**What this task involves:**
Transcribe each record below character for character.

※ ※ ※

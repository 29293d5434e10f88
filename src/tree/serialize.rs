//! Block forest back to source text

use crate::types::block::{Block, BlockId};
use crate::types::command::{Command, CommandKind};

const INDENT: &str = "  ";

/// Render a forest as script source, one command per line.
///
/// Closers are written only for containers whose closer was seen, so the
/// command sequence of a parsed script is reproduced exactly.
pub fn serialize(blocks: &[Block]) -> String {
    let mut out = String::new();
    for command in walk(blocks) {
        out.push_str(&INDENT.repeat(command.depth));
        out.push_str(&command.text);
        out.push('\n');
    }
    out
}

/// Render a forest wrapped in `SCRIPT <name>` / `END_OF_SCRIPT`.
pub fn serialize_script(name: &str, blocks: &[Block]) -> String {
    let mut out = format!("SCRIPT {name}\n");
    for line in serialize(blocks).lines() {
        out.push_str(INDENT);
        out.push_str(line);
        out.push('\n');
    }
    out.push_str("END_OF_SCRIPT\n");
    out
}

/// The forest's command sequence, with structural markers restored and
/// lines renumbered from 1.
pub fn flatten(blocks: &[Block]) -> Vec<Command> {
    walk(blocks)
        .into_iter()
        .enumerate()
        .map(|(index, line)| Command::new(index + 1, line.text, line.kind))
        .collect()
}

/// The forest's command sequence paired with the block each command belongs
/// to. Commands keep their source lines; an ELSE or closer is paired with its
/// container and carries the container's line or end line.
pub fn flatten_sourced(blocks: &[Block]) -> Vec<(BlockId, Command)> {
    walk(blocks)
        .into_iter()
        .map(|line| (line.block_id, Command::new(line.line, line.text, line.kind)))
        .collect()
}

struct Line {
    depth: usize,
    text: String,
    kind: CommandKind,
    block_id: BlockId,
    line: usize,
}

fn walk(blocks: &[Block]) -> Vec<Line> {
    let mut lines = Vec::new();
    emit_section(blocks, 0, &mut lines);
    lines
}

fn emit_section(blocks: &[Block], depth: usize, lines: &mut Vec<Line>) {
    for block in blocks {
        emit_block(block, depth, lines);
    }
}

fn emit_block(block: &Block, depth: usize, lines: &mut Vec<Line>) {
    lines.push(Line {
        depth,
        text: block.command.source_line(),
        kind: block.command.kind.clone(),
        block_id: block.id.clone(),
        line: block.command.line,
    });

    let Some(kind) = block.container_kind() else {
        return;
    };

    let (main, other) = block.branches();
    emit_section(main, depth + 1, lines);
    if block.else_index().is_some() {
        push_marker(CommandKind::ConditionElse, block, block.command.line, depth, lines);
        emit_section(other, depth + 1, lines);
    }
    if block.closed {
        let line = block.end_line.unwrap_or(block.command.line);
        push_marker(kind.closer(), block, line, depth, lines);
    }
}

fn push_marker(
    kind: CommandKind,
    owner: &Block,
    line: usize,
    depth: usize,
    lines: &mut Vec<Line>,
) {
    lines.push(Line {
        depth,
        text: kind.to_string(),
        kind,
        block_id: owner.id.clone(),
        line,
    });
}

※ ※ ※

**Reply to the task:**
repository 29293d5434e10f88
filename src/tree/serialize.rs
//! Block forest back to source text

use crate::types::block::{Block, BlockId};
use crate::types::command::{Command, CommandKind};

const INDENT: &str = "  ";

/// Render a forest as script source, one command per line.
///
/// Closers are written only for containers whose closer was seen, so the
/// command sequence of a parsed script is reproduced exactly.
pub fn serialize(blocks: &[Block]) -> String {
    let mut out = String::new();
    for command in walk(blocks) {
        out.push_str(&INDENT.repeat(command.depth));
        out.push_str(&command.text);
        out.push('\n');
    }
    out
}

/// Render a forest wrapped in `SCRIPT <name>` / `END_OF_SCRIPT`.
pub fn serialize_script(name: &str, blocks: &[Block]) -> String {
    let mut out = format!("SCRIPT {name}\n");
    for line in serialize(blocks).lines() {
        out.push_str(INDENT);
        out.push_str(line);
        out.push('\n');
    }
    out.push_str("END_OF_SCRIPT\n");
    out
}

/// The forest's command sequence, with structural markers restored and
/// lines renumbered from 1.
pub fn flatten(blocks: &[Block]) -> Vec<Command> {
    walk(blocks)
        .into_iter()
        .enumerate()
        .map(|(index, line)| Command::new(index + 1, line.text, line.kind))
        .collect()
}

/// The forest's command sequence paired with the block each command belongs
/// to. Commands keep their source lines; an ELSE or closer is paired with its
/// container and carries the container's line or end line.
pub fn flatten_sourced(blocks: &[Block]) -> Vec<(BlockId, Command)> {
    walk(blocks)
        .into_iter()
        .map(|line| (line.block_id, Command::new(line.line, line.text, line.kind)))
        .collect()
}

struct Line {
    depth: usize,
    text: String,
    kind: CommandKind,
    block_id: BlockId,
    line: usize,
}

fn walk(blocks: &[Block]) -> Vec<Line> {
    let mut lines = Vec::new();
    emit_section(blocks, 0, &mut lines);
    lines
}

fn emit_section(blocks: &[Block], depth: usize, lines: &mut Vec<Line>) {
    for block in blocks {
        emit_block(block, depth, lines);
    }
}

fn emit_block(block: &Block, depth: usize, lines: &mut Vec<Line>) {
    lines.push(Line {
        depth,
        text: block.command.source_line(),
        kind: block.command.kind.clone(),
        block_id: block.id.clone(),
        line: block.command.line,
    });

    let Some(kind) = block.container_kind() else {
        return;
    };

    let (main, other) = block.branches();
    emit_section(main, depth + 1, lines);
    if block.else_index().is_some() {
        push_marker(CommandKind::ConditionElse, block, block.command.line, depth, lines);
        emit_section(other, depth + 1, lines);
    }
    if block.closed {
        let line = block.end_line.unwrap_or(block.command.line);
        push_marker(kind.closer(), block, line, depth, lines);
    }
}

fn push_marker(
    kind: CommandKind,
    owner: &Block,
    line: usize,
    depth: usize,
    lines: &mut Vec<Line>,
) {
    lines.push(Line {
        depth,
        text: kind.to_string(),
        kind,
        block_id: owner.id.clone(),
        line,
    });
}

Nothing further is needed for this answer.